2. MACアドレスのなりすまし(MACスプーフィング):ハッカーが所有者のスマートフォンのMACアドレスを取得し、それを偽装して、所有者の端末であるかのようにドライブレコーダーへ接続できる可能性があります。
3. プレイ攻撃:ハッカーが正規のWi-Fi通信のやり取りを記録し、後からそれを再送(リプレイ)することで、ドライブレコーダーに正当な接続だと誤認させる可能性があります。
さらに懸念されるのは、研究者が「ワーム」のようにドライブレコーダー本体で直接動作するコードを開発できた点です。
いったん侵害されたドライブレコーダーは、周囲の車両にあるドライブレコーダーへの攻撃を自動的に試みる可能性があります。たとえば、渋滞中や、大都市で車が同程度の速度で走行している状況などが想定されます。
その結果、攻撃は機器を1台ずつハッキングする形にとどまらず、大規模に拡散する恐れがあります。研究者は、1つのエクスプロイト・パッケージで、大都市環境に存在するドライブレコーダーの最大約25%が侵害され得ると推定しています。
盗まれる可能性のあるデータ
攻撃者がドライブレコーダーのハッキングに成功した場合、次のような情報にアクセスされる可能性があります。
- カメラが記録した高解像度の動画映像
- 録音データ(マイク搭載機種の場合)
- 移動ルート、訪問先、移動時間帯などを追跡できるGPSデータ
- 同乗者の姿、道路標識などの画像に加え、映像・位置情報・AIによる自動文字起こしを組み合わせて「どこへ行き、何をし、誰と一緒にいたのか」を推測する移動の概要(トリップサマリー)
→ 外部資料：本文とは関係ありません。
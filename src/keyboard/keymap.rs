//! Scan code table and key labels
//!
//! Scan codes follow the Linux evdev numbering, which is also what the
//! polling backend translates `device_query` key codes into, so both
//! keyboard backends produce the same identities for the same key.

use crate::pipeline::Identity;
use device_query::Keycode as DK;

/// (device_query key, evdev scan code, display name)
const KEYS: &[(DK, u16, &str)] = &[
    (DK::Escape, 1, "Escape"),
    (DK::Key1, 2, "1"),
    (DK::Key2, 3, "2"),
    (DK::Key3, 4, "3"),
    (DK::Key4, 5, "4"),
    (DK::Key5, 6, "5"),
    (DK::Key6, 7, "6"),
    (DK::Key7, 8, "7"),
    (DK::Key8, 9, "8"),
    (DK::Key9, 10, "9"),
    (DK::Key0, 11, "0"),
    (DK::Minus, 12, "Minus"),
    (DK::Equal, 13, "Equals"),
    (DK::Backspace, 14, "Backspace"),
    (DK::Tab, 15, "Tab"),
    (DK::Q, 16, "Q"),
    (DK::W, 17, "W"),
    (DK::E, 18, "E"),
    (DK::R, 19, "R"),
    (DK::T, 20, "T"),
    (DK::Y, 21, "Y"),
    (DK::U, 22, "U"),
    (DK::I, 23, "I"),
    (DK::O, 24, "O"),
    (DK::P, 25, "P"),
    (DK::LeftBracket, 26, "LeftBracket"),
    (DK::RightBracket, 27, "RightBracket"),
    (DK::Enter, 28, "Enter"),
    (DK::LControl, 29, "LeftCtrl"),
    (DK::A, 30, "A"),
    (DK::S, 31, "S"),
    (DK::D, 32, "D"),
    (DK::F, 33, "F"),
    (DK::G, 34, "G"),
    (DK::H, 35, "H"),
    (DK::J, 36, "J"),
    (DK::K, 37, "K"),
    (DK::L, 38, "L"),
    (DK::Semicolon, 39, "Semicolon"),
    (DK::Apostrophe, 40, "Apostrophe"),
    (DK::Grave, 41, "Grave"),
    (DK::LShift, 42, "LeftShift"),
    (DK::BackSlash, 43, "Backslash"),
    (DK::Z, 44, "Z"),
    (DK::X, 45, "X"),
    (DK::C, 46, "C"),
    (DK::V, 47, "V"),
    (DK::B, 48, "B"),
    (DK::N, 49, "N"),
    (DK::M, 50, "M"),
    (DK::Comma, 51, "Comma"),
    (DK::Dot, 52, "Period"),
    (DK::Slash, 53, "Slash"),
    (DK::RShift, 54, "RightShift"),
    (DK::NumpadMultiply, 55, "NumpadMultiply"),
    (DK::LAlt, 56, "LeftAlt"),
    (DK::Space, 57, "Space"),
    (DK::CapsLock, 58, "CapsLock"),
    (DK::F1, 59, "F1"),
    (DK::F2, 60, "F2"),
    (DK::F3, 61, "F3"),
    (DK::F4, 62, "F4"),
    (DK::F5, 63, "F5"),
    (DK::F6, 64, "F6"),
    (DK::F7, 65, "F7"),
    (DK::F8, 66, "F8"),
    (DK::F9, 67, "F9"),
    (DK::F10, 68, "F10"),
    (DK::Numpad7, 71, "Numpad7"),
    (DK::Numpad8, 72, "Numpad8"),
    (DK::Numpad9, 73, "Numpad9"),
    (DK::NumpadSubtract, 74, "NumpadSubtract"),
    (DK::Numpad4, 75, "Numpad4"),
    (DK::Numpad5, 76, "Numpad5"),
    (DK::Numpad6, 77, "Numpad6"),
    (DK::NumpadAdd, 78, "NumpadAdd"),
    (DK::Numpad1, 79, "Numpad1"),
    (DK::Numpad2, 80, "Numpad2"),
    (DK::Numpad3, 81, "Numpad3"),
    (DK::Numpad0, 82, "Numpad0"),
    (DK::F11, 87, "F11"),
    (DK::F12, 88, "F12"),
    (DK::RControl, 97, "RightCtrl"),
    (DK::NumpadDivide, 98, "NumpadDivide"),
    (DK::RAlt, 100, "RightAlt"),
    (DK::Home, 102, "Home"),
    (DK::Up, 103, "Up"),
    (DK::PageUp, 104, "PageUp"),
    (DK::Left, 105, "Left"),
    (DK::Right, 106, "Right"),
    (DK::End, 107, "End"),
    (DK::Down, 108, "Down"),
    (DK::PageDown, 109, "PageDown"),
    (DK::Insert, 110, "Insert"),
    (DK::Delete, 111, "Delete"),
    (DK::LMeta, 125, "LeftMeta"),
    (DK::RMeta, 126, "RightMeta"),
];

/// Evdev scan code for a `device_query` key, or `None` if it has no entry
pub fn scan_code_for(key: DK) -> Option<u16> {
    KEYS.iter()
        .find(|(dk, _, _)| *dk == key)
        .map(|(_, code, _)| *code)
}

/// Display name for a scan code
pub fn key_name(scan_code: u16) -> Option<&'static str> {
    KEYS.iter()
        .find(|(_, code, _)| *code == scan_code)
        .map(|(_, _, name)| *name)
}

/// Label resolver for the capture loop; pins have no label
pub fn label_for(identity: &Identity) -> Option<&'static str> {
    identity.scan_code().and_then(key_name)
}

#[cfg(test)]
mod tests {
    use super::*;
    use crate::pipeline::KeyId;

    #[test]
    fn maps_common_keys() {
        assert_eq!(scan_code_for(DK::A), Some(30));
        assert_eq!(scan_code_for(DK::Space), Some(57));
        assert_eq!(scan_code_for(DK::F12), Some(88));
    }

    #[test]
    fn names_round_trip_through_scan_codes() {
        for (dk, code, name) in KEYS {
            assert_eq!(scan_code_for(*dk), Some(*code));
            assert_eq!(key_name(*code), Some(*name));
        }
    }

    #[test]
    fn scan_codes_are_unique() {
        let mut codes: Vec<u16> = KEYS.iter().map(|(_, c, _)| *c).collect();
        codes.sort_unstable();
        codes.dedup();
        assert_eq!(codes.len(), KEYS.len());
    }

    #[test]
    fn labels_resolve_for_key_identities_only() {
        assert_eq!(label_for(&Identity::Key(KeyId::new(30))), Some("A"));
        assert_eq!(label_for(&Identity::DeviceKey { device: 2, code: 28 }), Some("Enter"));
        assert_eq!(label_for(&Identity::Pin(30)), None);
        assert_eq!(label_for(&Identity::Key(KeyId::new(999))), None);
    }
}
つまり、安全のために取り付けたはずの機器が、知らないうちに深刻なプライバシー脅威になり得るということです。
ドライブレコーダーのセキュリティ対策:ドライブレコーダーを使っている場合にすべきこと
ドライブレコーダーは運転中の安全性向上に役立ちますが、Wi-Fiなどの接続機能はセキュリティリスクを招く可能性もあります。サイバーセキュリティ研究者は、デバイス・データ・プライバシーを守るために、次のドライブレコーダーのセキュリティ対策(ベストプラクティス)を推奨しています。
✔ アクセス管理を徹底する: 設置後は速やかに工場出荷時(初期)のパスワードを変更し、推測されにくい強力で一意のパスワードを設定する。
✔ 露出リスクを最小化する: 使用していない場合はドライブレコーダーのWi-Fi機能を無効化し、常時有効のままにしない。
✔ 保護を継続する: ドライブレコーダーのファームウェアを常に最新の状態に保ち、メーカーがセキュリティパッチを公開した際は速やかに適用する。 .
✔ より安全性の高い製品を選定する: 新規購入時は、より強固なセキュリティ基準を備え、セキュリティ・バイ・デザイン(設計段階からの安全性)を重視するメーカーの製品を選ぶ。
これらの対策を実施することで、不正アクセスのリスクを大幅に低減でき、ドライブレコーダーの映像や個人情報をより安全に守ることにつながります。
まとめ
多くの人が安全性向上のために信頼しているドライブレコーダーも、適切な対策をせずに使用すると、プライバシーに対する見えない脅威になり得ます。
というのも、多くの機種に存在するセキュリティ上の欠陥により、ハッカーが映像、音声記録、GPS位置情報などへ比較的容易にアクセスできてしまう可能性があるためです。
ドライブレコーダーを安全に使うためのポイントは、セキュリティ設定を正しく行い、責任を持って運用することです。これにより、監視されたり個人データを盗まれたりするリスクを低減できます。